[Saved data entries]
────────────────────────────────────────

//! Core data models used throughout Guidebase.
//!
//! These types represent the resources, chunks, and retrieval results that
//! flow through the ingestion and retrieval pipeline.

use serde::Serialize;
use uuid::Uuid;

/// One ingested source document. Created on successful ingestion of one
/// uploaded file and immutable thereafter; deleting it cascades to all
/// derived chunks at the storage layer.
#[derive(Debug, Clone)]
pub struct Resource {
    pub id: String,
    pub file_name: String,
    pub content: Option<String>,
    pub created_at: i64,
}

impl Resource {
    pub fn new(file_name: impl Into<String>, content: Option<String>, created_at: i64) -> Self {
        Self {
            id: Uuid::new_v4().to_string(),
            file_name: file_name.into(),
            content,
            created_at,
        }
    }
}

/// A text chunk paired with its embedding vector, ready for persistence
/// in the 768-dim text pipeline.
#[derive(Debug, Clone)]
pub struct EmbeddedChunk {
    pub id: String,
    pub content: String,
    pub embedding: Vec<f32>,
}

impl EmbeddedChunk {
    pub fn new(content: impl Into<String>, embedding: Vec<f32>) -> Self {
        Self {
            id: Uuid::new_v4().to_string(),
            content: content.into(),
            embedding,
        }
    }
}

/// A multimodal chunk row for the 1024-dim pipeline. `original_index` links
/// the row back to its position in the chunker's section list so image
/// references can be attached after the bulk insert.
#[derive(Debug, Clone)]
pub struct EmbeddedSection {
    pub id: String,
    pub content: String,
    pub original_index: i64,
    pub embedding: Vec<f32>,
}

impl EmbeddedSection {
    pub fn new(content: impl Into<String>, original_index: i64, embedding: Vec<f32>) -> Self {
        Self {
            id: Uuid::new_v4().to_string(),
            content: content.into(),
            original_index,
            embedding,
        }
    }
}

/// Output of the multimodal HTML chunker: the non-empty trimmed text lines
/// of one document section plus the image URLs found within it.
///
/// `text` may be empty only when `images` is not.
#[derive(Debug, Clone, Default, PartialEq, Eq, Serialize)]
pub struct SectionChunk {
    pub text: Vec<String>,
    pub images: Vec<String>,
}

impl SectionChunk {
    /// Joined text content as embedded and persisted.
    pub fn content(&self) -> String {
        self.text.join("\n")
    }

    pub fn is_empty(&self) -> bool {
        self.text.is_empty() && self.images.is_empty()
    }
}

/// One ranked retrieval hit from the text pipeline.
#[derive(Debug, Clone, Serialize)]
pub struct Guide {
    pub text: String,
    pub similarity: f64,
}

/// Result of a text-pipeline retrieval: ranked guides plus the distinct
/// source labels (resource file names with the extension stripped) they
/// came from. Ephemeral — never persisted.
#[derive(Debug, Clone, Serialize)]
pub struct RetrievalResult {
    pub guides: Vec<Guide>,
    pub sources: Vec<String>,
}

/// One ranked retrieval hit from the multimodal pipeline, carrying the
/// image URLs attached to the matching chunk (empty when it has none).
#[derive(Debug, Clone, Serialize)]
#[serde(rename_all = "camelCase")]
pub struct MultimodalGuide {
    pub text: String,
    pub similarity: f64,
    pub image_urls: Vec<String>,
}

────────────────────────────────────────

▸ Problem requirements: Copy out the lines above word for word, stopping after the line containing "ready for persistence".

▸ Completed task:
//! Core data models used throughout Guidebase.
//!
//! These types represent the resources, chunks, and retrieval results that
//! flow through the ingestion and retrieval pipeline.

use serde::Serialize;
use uuid::Uuid;

/// One ingested source document. Created on successful ingestion of one
/// uploaded file and immutable thereafter; deleting it cascades to all
/// derived chunks at the storage layer.
#[derive(Debug, Clone)]
pub struct Resource {
    pub id: String,
    pub file_name: String,
    pub content: Option<String>,
    pub created_at: i64,
}

impl Resource {
    pub fn new(file_name: impl Into<String>, content: Option<String>, created_at: i64) -> Self {
        Self {
            id: Uuid::new_v4().to_string(),
            file_name: file_name.into(),
            content,
            created_at,
        }
    }
}

/// A text chunk paired with its embedding vector, ready for persistence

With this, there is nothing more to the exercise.